Wage-and-hour complaints are at an all-time high

Wage-and-hour claims against employers under the Fair Labor Standards Act are at an all-time high, according to data released by the Federal Judicial Center.

More than 7,000 cases were filed under the law in the latest 12-month reporting period. That’s a new record, and almost four times as many claims as were filed during a similar 12-month period a decade earlier.

The bulk of the new claims are for “misclassification” – where an employer wrongly calls an employee an “independent contractor” in order to avoid overtime rules, payroll taxes, employee benefits and medical leave requirements.

The remainder of the claims are for failure to pay overtime, wage miscalculation, and similar issues.

“Misclassification” claims are on the rise simply because so many employers have attempted to call workers contractors instead of employees in order to save money, particularly after the recent financial crisis.

But the penalties for misclassification can be serious.
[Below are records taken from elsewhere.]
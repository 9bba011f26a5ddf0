//! Krumhansl-Schmuckler key estimation over a pitch-class distribution.
//!
//! The distribution is correlated against the major and minor profiles
//! rotated onto every tonic. The 24 Pearson coefficients form a
//! [`Scoreboard`] that can be ranked or read back in enumeration order.

use std::cmp::Ordering;

use serde::{Deserialize, Serialize};
use tracing::debug;

use crate::error::{KeyError, Result};
use crate::pcp::PitchClassVector;
use crate::profiles::{bank, RotatedTemplateBank};
use crate::types::{KeyEstimate, KeyMode, KeyReport};
use crate::{KEY_COUNT, PITCH_CLASSES};

/// Centered norms of the peak-normalized input at or below this count as silence.
const FLATNESS_TOLERANCE: f64 = 1e-12;

/// Correlates pitch-class distributions against the shared profile banks.
///
/// Holds only references to the process-wide banks, so it is free to copy
/// and share across threads.
#[derive(Debug, Clone, Copy)]
pub struct KeyEstimator {
    major: &'static RotatedTemplateBank,
    minor: &'static RotatedTemplateBank,
}

impl Default for KeyEstimator {
    fn default() -> Self {
        Self::new()
    }
}

impl KeyEstimator {
    pub fn new() -> Self {
        Self {
            major: bank(KeyMode::Major),
            minor: bank(KeyMode::Minor),
        }
    }

    /// Validate raw energies and score them.
    pub fn estimate(&self, pitch_class_energy: &[f64]) -> Result<Scoreboard> {
        let pcv = PitchClassVector::new(pitch_class_energy)?;
        self.score(&pcv)
    }

    /// Score a validated distribution against all 24 keys.
    ///
    /// Fails with [`KeyError::InsufficientSignal`] when the centered input has
    /// zero norm, before any division happens. Scores depend only on the
    /// shape of the distribution, not its scale.
    pub fn score(&self, pcv: &PitchClassVector) -> Result<Scoreboard> {
        let (centered, norm) = pcv.centered().ok_or(KeyError::InsufficientSignal)?;
        // A flat vector leaves only rounding residue after centering.
        if norm <= FLATNESS_TOLERANCE {
            return Err(KeyError::InsufficientSignal);
        }

        let mut scores = [0.0_f64; KEY_COUNT];
        for (mode, templates) in [(KeyMode::Major, self.major), (KeyMode::Minor, self.minor)] {
            let denom = norm * templates.norm();
            for tonic in 0..PITCH_CLASSES {
                scores[mode.offset() + tonic] = templates.dot(tonic, &centered) / denom;
            }
        }

        let board = Scoreboard::from_scores(scores)?;
        let (best, alternate) = board.best_and_alternate();
        debug!(
            best = %best,
            best_score = best.score,
            alternate = %alternate,
            alternate_score = alternate.score,
            "scored pitch-class distribution"
        );
        Ok(board)
    }
}

/// Correlation of one distribution with all 24 keys.
///
/// Indices 0–11 are C..B major, 12–23 are C..B minor.
#[derive(Debug, Clone, Copy, PartialEq, Serialize, Deserialize)]
#[serde(into = "Vec<KeyEstimate>", try_from = "Vec<KeyEstimate>")]
pub struct Scoreboard {
    scores: [f64; KEY_COUNT],
}

impl Scoreboard {
    /// Build from precomputed scores in enumeration order.
    ///
    /// Rejects non-finite scores so rankings are always total.
    pub fn from_scores(scores: [f64; KEY_COUNT]) -> Result<Self> {
        for (index, &value) in scores.iter().enumerate() {
            if !value.is_finite() {
                return Err(KeyError::NonFiniteInput { index, value });
            }
        }
        Ok(Self { scores })
    }

    /// Correlation for one key.
    pub fn score(&self, tonic: u8, mode: KeyMode) -> f64 {
        self.scores[mode.offset() + (tonic as usize % PITCH_CLASSES)]
    }

    pub fn scores(&self) -> &[f64; KEY_COUNT] {
        &self.scores
    }

    fn entry(&self, index: usize) -> KeyEstimate {
        let (mode, tonic) = if index < PITCH_CLASSES {
            (KeyMode::Major, index)
        } else {
            (KeyMode::Minor, index - PITCH_CLASSES)
        };
        KeyEstimate {
            tonic: tonic as u8,
            mode,
            score: self.scores[index],
        }
    }

    /// Descending score, then ascending index.
    fn rank_order(&self, a: usize, b: usize) -> Ordering {
        self.scores[b]
            .partial_cmp(&self.scores[a])
            .unwrap_or(Ordering::Equal)
            .then(a.cmp(&b))
    }

    /// All 24 candidates in enumeration order: major C..B, then minor C..B.
    pub fn full_table(&self) -> Vec<KeyEstimate> {
        (0..KEY_COUNT).map(|i| self.entry(i)).collect()
    }

    /// All 24 candidates, best first. Equal scores keep enumeration order.
    pub fn ranked(&self) -> Vec<KeyEstimate> {
        let mut order: Vec<usize> = (0..KEY_COUNT).collect();
        order.sort_by(|&a, &b| self.rank_order(a, b));
        order.into_iter().map(|i| self.entry(i)).collect()
    }

    /// Most likely key and runner-up.
    ///
    /// On equal scores the lower index wins: major before minor at the same
    /// tonic, lower tonic before higher.
    pub fn best_and_alternate(&self) -> (KeyEstimate, KeyEstimate) {
        let mut best = 0;
        let mut alternate = 1;
        if self.rank_order(alternate, best) == Ordering::Less {
            std::mem::swap(&mut best, &mut alternate);
        }
        for i in 2..KEY_COUNT {
            if self.rank_order(i, best) == Ordering::Less {
                alternate = best;
                best = i;
            } else if self.rank_order(i, alternate) == Ordering::Less {
                alternate = i;
            }
        }
        (self.entry(best), self.entry(alternate))
    }

    /// Best, alternate and full table bundled for reporting.
    pub fn report(&self) -> KeyReport {
        let (best, alternate) = self.best_and_alternate();
        KeyReport {
            best,
            alternate,
            table: self.full_table(),
        }
    }
}

impl From<Scoreboard> for Vec<KeyEstimate> {
    fn from(board: Scoreboard) -> Self {
        board.full_table()
    }
}

impl TryFrom<Vec<KeyEstimate>> for Scoreboard {
    type Error = KeyError;

    fn try_from(table: Vec<KeyEstimate>) -> Result<Self> {
        if table.len() != KEY_COUNT {
            return Err(KeyError::InvalidInputShape {
                expected: KEY_COUNT,
                actual: table.len(),
            });
        }
        let mut scores = [f64::NAN; KEY_COUNT];
        for est in &table {
            if est.tonic as usize >= PITCH_CLASSES {
                return Err(KeyError::InvalidInputShape {
                    expected: PITCH_CLASSES,
                    actual: est.tonic as usize + 1,
                });
            }
            scores[est.index()] = est.score;
        }
        // Any key missing from the table is still NaN and rejected here.
        Self::from_scores(scores)
    }
}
In addition to back wages and benefits, the IRS can issue fines of up to $5,000 per misclassified worker, and state governments can impose additional penalties on top of that.

Both the U.S. Department of Labor and the IRS have been cracking down more aggressively on businesses that misclassify their workers. So if you have any concerns about this issue, it’s a good idea to discuss them with an employment attorney.

An employee who is classified as a “contractor” might actually be an employee if certain criteria are met. While there’s no absolute test, a worker might be an “employee” if he or she has worked steadily for the business for a long time, doesn’t perform work for any other employer, performs “core” functions of the business rather than the sorts of functions that are typically outsourced, or does essentially the same work as other people who are treated as employees.

Misclassification can also get an employer into big trouble if a worker is injured on the job.

For example, a teenaged worker on a horse farm in Maryland recently suffered severe hand injuries when a horse kicked her. The teenager – who earned $8 an hour for cleaning stalls, training and feeding horses and assorted other responsibilities – seemed to fit the bill as an employee, but the farm had classified her as a contractor.

The teenager claimed that when she filed for workers’ compensation, she was told that she was ineligible because she wasn’t an employee. She also claimed that she was denied compensation for missed time after the injury.

The teenager sued the farm for “workplace fraud” stemming from the misclassification, as well as for failing to provide a safe workplace. A jury awarded a $275,000 verdict in her favor.

That’s presumably a lot more than it would have cost the employer simply to treat her as an employee and pay for her workers’ compensation insurance.